Effect of the position to apply pressure oscillation for bubbles at the continuous flow channel

Abstract

We have developed a new defoaming method by applying pressure-oscillation in a continuous flow channel. Due to expansion and contraction of submillimeter bubbles, there are complex flow structures in the vicinity of bubbles in a viscoelastic fluid. We have studied the effect of a pressure-oscillation source position on the motion of submillimeter bubbles. In the previous study, submillimeter bubbles moved apart from a pressure-oscillation source position at upper stream. Horizontal moving velocity was accelerated because of negative wake at an opposite direction of bubbles motion. In this study, the motion of submillimeter bubbles was observed when we applied pressure-oscillation from lower stream.
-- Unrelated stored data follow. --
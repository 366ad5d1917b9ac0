// Copyright (c) 2025 Fabstir
// SPDX-License-Identifier: BUSL-1.1
//! Cults3D source adapter (HTML scrape)

use async_trait::async_trait;
use reqwest::Client;

use super::client::{fetch_html, url_with_query};
use super::extract::{html_records, HtmlFieldMap};
use super::provider::SourceAdapter;
use super::types::{NormalizedRecord, SourceError, SourceId};

const SITE_URL: &str = "https://cults3d.com";
const SEARCH_URL: &str = "https://cults3d.com/en/search";
const POPULAR_URL: &str = "https://cults3d.com/en/creations/popular";

const CARD_SELECTORS: &[&str] = &[
    "article.crea",
    "div.crea",
    "[data-testid='creation-card']",
    "article",
];

const CARD_FIELDS: HtmlFieldMap = HtmlFieldMap {
    title: &[
        ".crea__title",
        "[class*='title']",
        "h3",
        "h2",
    ],
    creator: &[
        ".crea__author",
        "[class*='author']",
        "a[href*='/users/']",
    ],
    thumbnail: &[
        ("img", "data-src"),
        ("img", "data-srcset"),
        ("img", "srcset"),
        ("img", "src"),
    ],
    url: &[
        ("a[href*='/3d-model/']", "href"),
        ("a.crea__link", "href"),
        ("a", "href"),
    ],
    likes: &["[class*='like']", "[class*='heart']"],
    downloads: &["[class*='download']", "[class*='sales']"],
};

/// Cults3D adapter
pub struct Cults3dAdapter {
    client: Client,
    timeout_ms: u64,
}

impl Cults3dAdapter {
    pub fn new(client: Client, timeout_ms: u64) -> Self {
        Self { client, timeout_ms }
    }
}

#[async_trait]
impl SourceAdapter for Cults3dAdapter {
    fn id(&self) -> SourceId {
        SourceId::Cults3d
    }

    async fn try_search(
        &self,
        query: &str,
        _limit: usize,
        page: usize,
    ) -> Result<Vec<NormalizedRecord>, SourceError> {
        let page = page.to_string();
        let request = self
            .client
            .get(SEARCH_URL)
            .query(&[("q", query), ("page", page.as_str())]);

        let html = fetch_html(request, self.timeout_ms).await?;
        Ok(parse_cards(&html))
    }

    async fn try_popular(&self, _limit: usize) -> Result<Vec<NormalizedRecord>, SourceError> {
        let html = fetch_html(self.client.get(POPULAR_URL), self.timeout_ms).await?;
        Ok(parse_cards(&html))
    }

    fn search_url(&self, query: &str) -> String {
        url_with_query(SEARCH_URL, &[("q", query)])
    }
}

fn parse_cards(html: &str) -> Vec<NormalizedRecord> {
    html_records(html, CARD_SELECTORS, &CARD_FIELDS, SITE_URL, SourceId::Cults3d)
}
// Copyright (c) 2025 Fabstir
// SPDX-License-Identifier: BUSL-1.1
use axum::{routing::get, Router};
use std::net::SocketAddr;
use std::sync::Arc;
use tokio::signal;
use tower_http::cors::CorsLayer;
use tower_http::trace::TraceLayer;

use super::health::health_handler;
use super::image::image_handler;
use super::search::{popular_handler, search_handler, search_urls_handler, site_search_handler};
use crate::config::AppConfig;
use crate::image::{HttpImageFetcher, ImageProxy};
use crate::search::{build_client, Aggregator, PopularCache};

/// Shared services behind every handler
pub struct AppState {
    pub aggregator: Arc<Aggregator>,
    pub popular: Arc<PopularCache>,
    pub image_proxy: Arc<ImageProxy>,
}

impl AppState {
    pub fn new(aggregator: Arc<Aggregator>, popular: PopularCache, image_proxy: ImageProxy) -> Self {
        Self {
            aggregator,
            popular: Arc::new(popular),
            image_proxy: Arc::new(image_proxy),
        }
    }

    /// Wire the production adapters, caches and image fetcher
    ///
    /// One HTTP client (browser User-Agent, upstream timeout) is shared by
    /// every adapter. The image fetcher keeps its own client so redirect hops
    /// are vetted like the requested URL.
    pub fn from_config(config: &AppConfig) -> Result<Self, reqwest::Error> {
        let timeout = std::time::Duration::from_secs(config.search.upstream_timeout_secs);
        let client = build_client(timeout)?;

        let aggregator = Arc::new(Aggregator::from_config(&config.search, client));
        let popular = PopularCache::new(
            aggregator.clone(),
            std::time::Duration::from_secs(config.search.popular_cache_ttl_secs),
        );
        let fetcher = Arc::new(HttpImageFetcher::new(timeout)?);
        let image_proxy = ImageProxy::new(fetcher, &config.image);

        Ok(Self::new(aggregator, popular, image_proxy))
    }
}

/// Build the router with every route and layer
pub fn create_app(state: Arc<AppState>) -> Router {
    Router::new()
        .route("/api/search", get(search_handler))
        .route("/api/search/:site", get(site_search_handler))
        .route("/api/popular", get(popular_handler))
        .route("/api/search-urls", get(search_urls_handler))
        .route("/api/image", get(image_handler))
        .route("/api/health", get(health_handler))
        .layer(TraceLayer::new_for_http())
        .layer(CorsLayer::permissive())
        .with_state(state)
}

/// Serve until Ctrl-C
pub async fn start_server(state: Arc<AppState>, addr: SocketAddr) -> anyhow::Result<()> {
    let app = create_app(state);
    let listener = tokio::net::TcpListener::bind(addr).await?;

    tracing::info!("API server listening on {}", addr);

    axum::serve(listener, app)
        .with_graceful_shutdown(shutdown_signal())
        .await?;

    tracing::info!("API server stopped");
    Ok(())
}

async fn shutdown_signal() {
    if let Err(e) = signal::ctrl_c().await {
        tracing::error!("Failed to listen for shutdown signal: {}", e);
        // Never resolve, keep serving
        std::future::pending::<()>().await;
    }
    tracing::info!("Shutdown signal received");
}
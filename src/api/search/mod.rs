// Copyright (c) 2025 Fabstir
// SPDX-License-Identifier: BUSL-1.1
//! Model search API endpoints
//!
//! Provides `/api/search`, `/api/search/:site`, `/api/popular` and
//! `/api/search-urls`.

pub mod handler;
pub mod request;
pub mod response;

pub use handler::{popular_handler, search_handler, search_urls_handler, site_search_handler};
pub use request::{SearchParams, SearchUrlsParams};
pub use response::{SearchApiResponse, SiteSearchResponse};
// Copyright (c) 2025 Fabstir
// SPDX-License-Identifier: BUSL-1.1
//! Best-effort field extraction
//!
//! Upstream payloads disagree on field names and even on where a field
//! lives. Each adapter declares, per record field, an ordered list of
//! candidate locations; the first candidate that yields a usable value wins.
//! The same policy applies to JSON (dotted paths) and HTML (CSS selectors).

use scraper::{ElementRef, Html, Selector};
use serde_json::Value;
use url::Url;

use super::types::{NormalizedRecord, RecordDraft, SourceId};

/// Ordered JSON path candidates for each record field.
///
/// Paths are dot separated; numeric segments index into arrays
/// (`images.0.url`).
#[derive(Debug, Clone, Copy)]
pub struct JsonFieldMap {
    pub title: &'static [&'static str],
    pub creator: &'static [&'static str],
    pub thumbnail: &'static [&'static str],
    pub url: &'static [&'static str],
    pub likes: &'static [&'static str],
    pub downloads: &'static [&'static str],
}

impl JsonFieldMap {
    /// Extract a draft from one upstream item, resolving relative links
    /// against `base`
    pub fn draft(&self, item: &Value, base: &str) -> RecordDraft {
        RecordDraft {
            title: first_string(item, self.title),
            creator: first_string(item, self.creator),
            thumbnail: first_string(item, self.thumbnail).and_then(|t| absolutize(base, &t)),
            url: first_string(item, self.url).and_then(|u| absolutize(base, &u)),
            likes: first_count(item, self.likes),
            downloads: first_count(item, self.downloads),
        }
    }
}

/// Ordered CSS selector candidates for each record field of an HTML card.
///
/// Link fields take `(selector, attribute)` pairs; an empty selector means
/// the card element itself.
#[derive(Debug, Clone, Copy)]
pub struct HtmlFieldMap {
    pub title: &'static [&'static str],
    pub creator: &'static [&'static str],
    pub thumbnail: &'static [(&'static str, &'static str)],
    pub url: &'static [(&'static str, &'static str)],
    pub likes: &'static [&'static str],
    pub downloads: &'static [&'static str],
}

impl HtmlFieldMap {
    pub fn draft(&self, card: ElementRef<'_>, base: &str) -> RecordDraft {
        RecordDraft {
            title: select_text(card, self.title),
            creator: select_text(card, self.creator),
            thumbnail: select_attr(card, self.thumbnail).and_then(|t| absolutize(base, &t)),
            url: select_attr(card, self.url).and_then(|u| absolutize(base, &u)),
            likes: select_text(card, self.likes).and_then(|t| parse_count(&t)),
            downloads: select_text(card, self.downloads).and_then(|t| parse_count(&t)),
        }
    }
}

/// Normalize a list of JSON items, dropping items without a usable link
pub fn json_records(
    items: &[Value],
    fields: &JsonFieldMap,
    base: &str,
    source: SourceId,
) -> Vec<NormalizedRecord> {
    items
        .iter()
        .filter_map(|item| fields.draft(item, base).finish(source))
        .collect()
}

/// Normalize the cards of an HTML page.
///
/// Card selectors are tried in order; the first one that yields at least one
/// valid record wins.
pub fn html_records(
    html: &str,
    card_selectors: &[&str],
    fields: &HtmlFieldMap,
    base: &str,
    source: SourceId,
) -> Vec<NormalizedRecord> {
    let document = Html::parse_document(html);

    for selector in card_selectors {
        let Ok(selector) = Selector::parse(selector) else {
            continue;
        };
        let records: Vec<_> = document
            .select(&selector)
            .filter_map(|card| fields.draft(card, base).finish(source))
            .collect();
        if !records.is_empty() {
            return records;
        }
    }

    Vec::new()
}

/// The JSON payload a Next.js page embeds in `script#__NEXT_DATA__`
pub fn next_data(html: &str) -> Option<Value> {
    let document = Html::parse_document(html);
    let selector = Selector::parse("script#__NEXT_DATA__").ok()?;
    let script = document.select(&selector).next()?;
    serde_json::from_str(&script.text().collect::<String>()).ok()
}

/// Resolve a dotted path inside a JSON value
pub fn json_path<'a>(value: &'a Value, path: &str) -> Option<&'a Value> {
    path.split('.').try_fold(value, |current, segment| match current {
        Value::Array(items) => segment.parse::<usize>().ok().and_then(|i| items.get(i)),
        Value::Object(map) => map.get(segment),
        _ => None,
    })
}

/// First candidate resolving to a non-empty string (numbers are stringified)
pub fn first_string(value: &Value, paths: &[&str]) -> Option<String> {
    paths.iter().find_map(|path| match json_path(value, path)? {
        Value::String(s) if !s.trim().is_empty() => Some(s.trim().to_string()),
        Value::Number(n) => Some(n.to_string()),
        _ => None,
    })
}

/// First candidate resolving to a non-negative count
pub fn first_count(value: &Value, paths: &[&str]) -> Option<u64> {
    paths.iter().find_map(|path| match json_path(value, path)? {
        Value::Number(n) => n
            .as_u64()
            .or_else(|| n.as_f64().filter(|f| *f >= 0.0).map(|f| f as u64)),
        Value::String(s) => parse_count(s),
        _ => None,
    })
}

/// First candidate resolving to an array
pub fn first_array<'a>(value: &'a Value, paths: &[&str]) -> Option<&'a Vec<Value>> {
    paths
        .iter()
        .find_map(|path| json_path(value, path).and_then(Value::as_array))
}

/// Parse a human formatted count: `"1,234"`, `"1.2k"`, `"3M"`, `"42 likes"`.
///
/// Negative or unparseable input yields `None`.
pub fn parse_count(raw: &str) -> Option<u64> {
    let raw = raw.trim();
    let numeric_len = raw
        .find(|c: char| !(c.is_ascii_digit() || matches!(c, '.' | ',' | ' ' | '\u{a0}')))
        .unwrap_or(raw.len());

    let digits: String = raw[..numeric_len]
        .chars()
        .filter(|c| c.is_ascii_digit() || *c == '.')
        .collect();
    if digits.is_empty() {
        return None;
    }
    let number: f64 = digits.parse().ok()?;

    // A unit letter counts only when it is not the start of a word
    let mut rest = raw[numeric_len..].chars();
    let multiplier = match (rest.next(), rest.next()) {
        (Some(unit), next) if !next.map_or(false, char::is_alphabetic) => {
            match unit.to_ascii_lowercase() {
                'k' => 1_000.0,
                'm' => 1_000_000.0,
                'b' => 1_000_000_000.0,
                _ => 1.0,
            }
        }
        _ => 1.0,
    };

    Some((number * multiplier).round() as u64)
}

/// Resolve `href` against `base`, accepting protocol-relative links.
///
/// Only http(s) results are returned.
pub fn absolutize(base: &str, href: &str) -> Option<String> {
    let href = href.trim();
    if href.is_empty() {
        return None;
    }

    let resolved = match Url::parse(href) {
        Ok(url) => url,
        Err(_) => Url::parse(base).ok()?.join(href).ok()?,
    };

    matches!(resolved.scheme(), "http" | "https").then(|| resolved.to_string())
}

/// Text of the first matching selector that has non-blank content
pub fn select_text(card: ElementRef<'_>, selectors: &[&str]) -> Option<String> {
    selectors.iter().find_map(|selector| {
        let selector = Selector::parse(selector).ok()?;
        card.select(&selector).find_map(|el| {
            let text = collapse_whitespace(&el.text().collect::<Vec<_>>().join(" "));
            (!text.is_empty()).then_some(text)
        })
    })
}

/// Attribute of the first matching `(selector, attribute)` pair
pub fn select_attr(card: ElementRef<'_>, candidates: &[(&str, &str)]) -> Option<String> {
    candidates.iter().find_map(|(selector, attr)| {
        if selector.is_empty() {
            return non_empty_attr(card, attr);
        }
        let selector = Selector::parse(selector).ok()?;
        card.select(&selector).find_map(|el| non_empty_attr(el, attr))
    })
}

fn non_empty_attr(el: ElementRef<'_>, attr: &str) -> Option<String> {
    el.value()
        .attr(attr)
        .map(str::trim)
        .filter(|v| !v.is_empty())
        .map(|v| {
            // srcset: keep the first candidate URL
            if attr.ends_with("srcset") {
                v.split_whitespace().next().unwrap_or(v).to_string()
            } else {
                v.to_string()
            }
        })
}

fn collapse_whitespace(text: &str) -> String {
    text.split_whitespace().collect::<Vec<_>>().join(" ")
}
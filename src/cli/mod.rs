// Copyright (c) 2025 Fabstir
// SPDX-License-Identifier: BUSL-1.1
use clap::Parser;

use crate::config::AppConfig;

/// printhunt model search server
#[derive(Parser, Debug, Default)]
#[command(name = "printhunt")]
#[command(version)]
#[command(about = "Search 3D-printable models across six repositories", long_about = None)]
pub struct Cli {
    /// Listen port
    #[arg(long, env = "PORT")]
    pub port: Option<u16>,

    /// Listen address
    #[arg(long, env = "HOST")]
    pub host: Option<String>,

    /// Upstream request timeout in seconds
    #[arg(long)]
    pub timeout_secs: Option<u64>,
}

impl Cli {
    /// Override environment configuration with explicit flags
    pub fn apply(&self, config: &mut AppConfig) {
        if let Some(port) = self.port {
            config.port = port;
        }
        if let Some(host) = &self.host {
            config.host = host.clone();
        }
        if let Some(timeout) = self.timeout_secs {
            config.search.upstream_timeout_secs = timeout;
        }
    }
}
It found that submillimeter bubbles moved apart from a pressure-oscillation source position and the moving velocity of bubbles were accelerated. The moving direction of bubbles was different from the previous study. Therefore, we tried measuring the retardation and orientation distribution around the bubble by a high speed polarization camera. Strong retardation and horizontal orientation can be observed at opposite side of the movement direction of a contracting submillimeter bubble. Moreover, we observed motions of fine bubbles in the very vicinity of a submillimeter bubble as tracers. It turned out that an uniaxial extension was observed in the opposite side of the movement direction of the contracting submillimeter bubble. It was considered that strong retardation and the motion of fine bubbles were suggested to generate negative wake. The moving velocity of submillimeter bubbles was accelerated due to negative wake.